The Hood River News, Hood River, OR., December 30, 1949, page 8
CAPT. COE TOD OF WINTER IN '61-'61 WHICH HE TERMED "WORST IN HISTORY"
Winters in Hood River can be rugged -- that many an oldtimer
knows, as well as those who have been here the past 30 years or so.
What is believed to have been one of the most severe
winters in the history of the white man came in 1862.
Capt. H.C. Coe who, with his brother, Eugene Coe, once
owned the townsite of Hood River, wrote an article for the Hood River News
in 1909 that tells of that rugged winter in a yarn work relating again.
Capt. Coe, a resident of the Hood River area since 1854,
wrote:
The winter of 1861-62 was the most severe in my experience.

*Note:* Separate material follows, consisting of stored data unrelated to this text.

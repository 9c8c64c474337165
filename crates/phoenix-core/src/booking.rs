//! Booking calendar and chat-style confirmation flow.
//!
//! The conversation moves strictly forward:
//!
//! ```text
//! AwaitingQuery -> OfferSent -> PaymentPrompted -> PaymentProcessing -> Confirmed
//! ```
//!
//! The last transition is driven by a timer and is the only place the
//! calendar is ever mutated.

use serde::{Deserialize, Serialize};
use tracing::debug;

use crate::clock::{Fired, Millis, Scheduler, TimerError, TimerSlot};
use crate::id::TimerTag;

// ---------------------------------------------------------------------------
// Calendar
// ---------------------------------------------------------------------------

#[derive(Debug, Clone, Copy, PartialEq, Eq, Serialize)]
pub struct CalendarDay {
    /// 1-based day number.
    pub day: u8,
    pub blocked: bool,
}

/// Fixed-size month of days.
#[derive(Debug, Clone, PartialEq, Eq, Serialize)]
pub struct Calendar {
    days: Vec<CalendarDay>,
}

impl Calendar {
    /// Create `len` days, blocking any listed in `pre_blocked`. Out-of-range
    /// day numbers are ignored.
    pub fn new(len: u8, pre_blocked: &[u8]) -> Self {
        let days = (1..=len)
            .map(|day| CalendarDay {
                day,
                blocked: pre_blocked.contains(&day),
            })
            .collect();
        Self { days }
    }

    pub fn days(&self) -> &[CalendarDay] {
        &self.days
    }

    pub fn len(&self) -> usize {
        self.days.len()
    }

    pub fn is_empty(&self) -> bool {
        self.days.is_empty()
    }

    pub fn is_blocked(&self, day: u8) -> bool {
        self.day_index(day)
            .map(|i| self.days[i].blocked)
            .unwrap_or(false)
    }

    pub fn blocked_days(&self) -> Vec<u8> {
        self.days
            .iter()
            .filter(|d| d.blocked)
            .map(|d| d.day)
            .collect()
    }

    fn day_index(&self, day: u8) -> Option<usize> {
        (day >= 1 && usize::from(day) <= self.days.len()).then(|| usize::from(day) - 1)
    }

    /// Block the given days. Returns how many were newly blocked.
    fn block(&mut self, days: &[u8]) -> usize {
        let mut newly = 0;
        for &day in days {
            if let Some(i) = self.day_index(day) {
                if !self.days[i].blocked {
                    self.days[i].blocked = true;
                    newly += 1;
                }
            }
        }
        newly
    }
}

// ---------------------------------------------------------------------------
// Conversation types
// ---------------------------------------------------------------------------

#[derive(Debug, Clone, Copy, PartialEq, Eq, Serialize)]
pub enum Speaker {
    User,
    System,
}

/// An action attached to a message.
#[derive(Debug, Clone, Copy, PartialEq, Eq, Serialize)]
pub enum MessageAction {
    PaymentPrompt { amount: u64 },
}

#[derive(Debug, Clone, PartialEq, Eq, Serialize)]
pub struct Message {
    pub speaker: Speaker,
    pub text: String,
    pub action: Option<MessageAction>,
}

#[derive(Debug, Clone, Copy, PartialEq, Eq, Serialize)]
pub enum BookingState {
    AwaitingQuery,
    OfferSent,
    PaymentPrompted,
    PaymentProcessing,
    Confirmed,
}

#[derive(Debug, Clone, Copy, PartialEq, Eq, Serialize)]
pub enum PaymentStatus {
    NotStarted,
    Processing,
    Confirmed,
}

/// User-facing steps of the flow, named in errors.
#[derive(Debug, Clone, Copy, PartialEq, Eq)]
pub enum BookingAction {
    Inquiry,
    PromptPayment,
    Pay,
}

/// Scripted texts and constants for one conversation.
#[derive(Debug, Clone, PartialEq, Eq, Serialize, Deserialize)]
pub struct BookingScript {
    pub inquiry: String,
    pub offer: String,
    pub prompt: String,
    pub confirmation: String,
    pub amount: u64,
    pub days_to_block: Vec<u8>,
    pub processing_ms: Millis,
}

#[derive(Debug, Clone, PartialEq, Eq, thiserror::Error)]
pub enum BookingError {
    #[error("{action:?} is not allowed while {state:?}")]
    InvalidTransition {
        state: BookingState,
        action: BookingAction,
    },
}

// ---------------------------------------------------------------------------
// BookingConversation
// ---------------------------------------------------------------------------

/// Conversation plus the calendar it owns.
#[derive(Debug, Clone)]
pub struct BookingConversation {
    script: BookingScript,
    state: BookingState,
    messages: Vec<Message>,
    calendar: Calendar,
    calendar_mutations: u32,
    timer: TimerSlot,
}

impl BookingConversation {
    pub fn new(script: BookingScript, calendar: Calendar, tag: TimerTag) -> Self {
        Self {
            script,
            state: BookingState::AwaitingQuery,
            messages: Vec::new(),
            calendar,
            calendar_mutations: 0,
            timer: TimerSlot::new(tag),
        }
    }

    pub fn state(&self) -> BookingState {
        self.state
    }

    pub fn payment_status(&self) -> PaymentStatus {
        match self.state {
            BookingState::PaymentProcessing => PaymentStatus::Processing,
            BookingState::Confirmed => PaymentStatus::Confirmed,
            _ => PaymentStatus::NotStarted,
        }
    }

    pub fn messages(&self) -> &[Message] {
        &self.messages
    }

    pub fn calendar(&self) -> &Calendar {
        &self.calendar
    }

    /// How many times the calendar has been mutated (0 or 1).
    pub fn calendar_mutations(&self) -> u32 {
        self.calendar_mutations
    }

    pub fn script(&self) -> &BookingScript {
        &self.script
    }

    /// The payment action currently offered, if any.
    pub fn pending_action(&self) -> Option<MessageAction> {
        if self.state != BookingState::PaymentPrompted {
            return None;
        }
        self.messages.iter().rev().find_map(|m| m.action)
    }

    /// `AwaitingQuery -> OfferSent`: the simulated inbound inquiry and the
    /// availability reply.
    pub fn receive_inquiry(&mut self) -> Result<(), BookingError> {
        self.expect(BookingState::AwaitingQuery, BookingAction::Inquiry)?;
        self.push(Speaker::User, self.script.inquiry.clone(), None);
        self.push(Speaker::System, self.script.offer.clone(), None);
        self.transition(BookingState::OfferSent);
        Ok(())
    }

    /// `OfferSent -> PaymentPrompted`: append a message carrying the payment
    /// action.
    pub fn prompt_payment(&mut self) -> Result<(), BookingError> {
        self.expect(BookingState::OfferSent, BookingAction::PromptPayment)?;
        let action = MessageAction::PaymentPrompt {
            amount: self.script.amount,
        };
        self.push(Speaker::System, self.script.prompt.clone(), Some(action));
        self.transition(BookingState::PaymentPrompted);
        Ok(())
    }

    /// `PaymentPrompted -> PaymentProcessing`: start the confirmation timer.
    pub fn pay(&mut self, sched: &mut Scheduler) -> Result<(), BookingError> {
        self.expect(BookingState::PaymentPrompted, BookingAction::Pay)?;
        self.timer.arm_once(sched, self.script.processing_ms);
        self.transition(BookingState::PaymentProcessing);
        Ok(())
    }

    /// `PaymentProcessing -> Confirmed`: block the scripted days once.
    /// Returns the number of newly blocked days.
    pub fn on_timer(&mut self, sched: &mut Scheduler, fired: &Fired) -> Result<usize, TimerError> {
        self.timer.accept(fired)?;
        self.timer.disarm(sched);

        let newly = self.calendar.block(&self.script.days_to_block);
        self.calendar_mutations += 1;
        self.push(Speaker::System, self.script.confirmation.clone(), None);
        self.transition(BookingState::Confirmed);
        Ok(newly)
    }

    /// Stop a pending confirmation without changing state.
    pub fn cancel(&mut self, sched: &mut Scheduler) -> bool {
        self.timer.disarm(sched)
    }

    fn expect(&self, state: BookingState, action: BookingAction) -> Result<(), BookingError> {
        if self.state == state {
            Ok(())
        } else {
            Err(BookingError::InvalidTransition {
                state: self.state,
                action,
            })
        }
    }

    fn push(&mut self, speaker: Speaker, text: String, action: Option<MessageAction>) {
        self.messages.push(Message {
            speaker,
            text,
            action,
        });
    }

    fn transition(&mut self, to: BookingState) {
        debug!(from = ?self.state, to = ?to, "booking transition");
        self.state = to;
    }
}

// ===========================================================================
// Tests
// ===========================================================================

In the long and glorious summer as we enjoy, many people are apt to forget
the cold and deep snowfalls of some of our winters. There is no use, however,
in dwelling on the other winters as compared to '61-'62.
What has happened in the past may happen again. One in
Hood River never knows what kind of a winter he is going to have until it
is past and my advice is to always prepare for and expect the worst, and
be glad if you are disappointed. There was a legend that the Indians were
very fond of repeating to us by way of consolation of a winter many years
previous to '62, when so much snow fell that it did not melt off the ensuing
summer. Then horses died, and many of the Indians succumbed. Had it not been
for a very plentiful run of salmon in the spring all would have perished
for want of food.
Our first winter in Hood River (1854), then known as
Dog River, was a delightful one: A little snow and freezing weather in December.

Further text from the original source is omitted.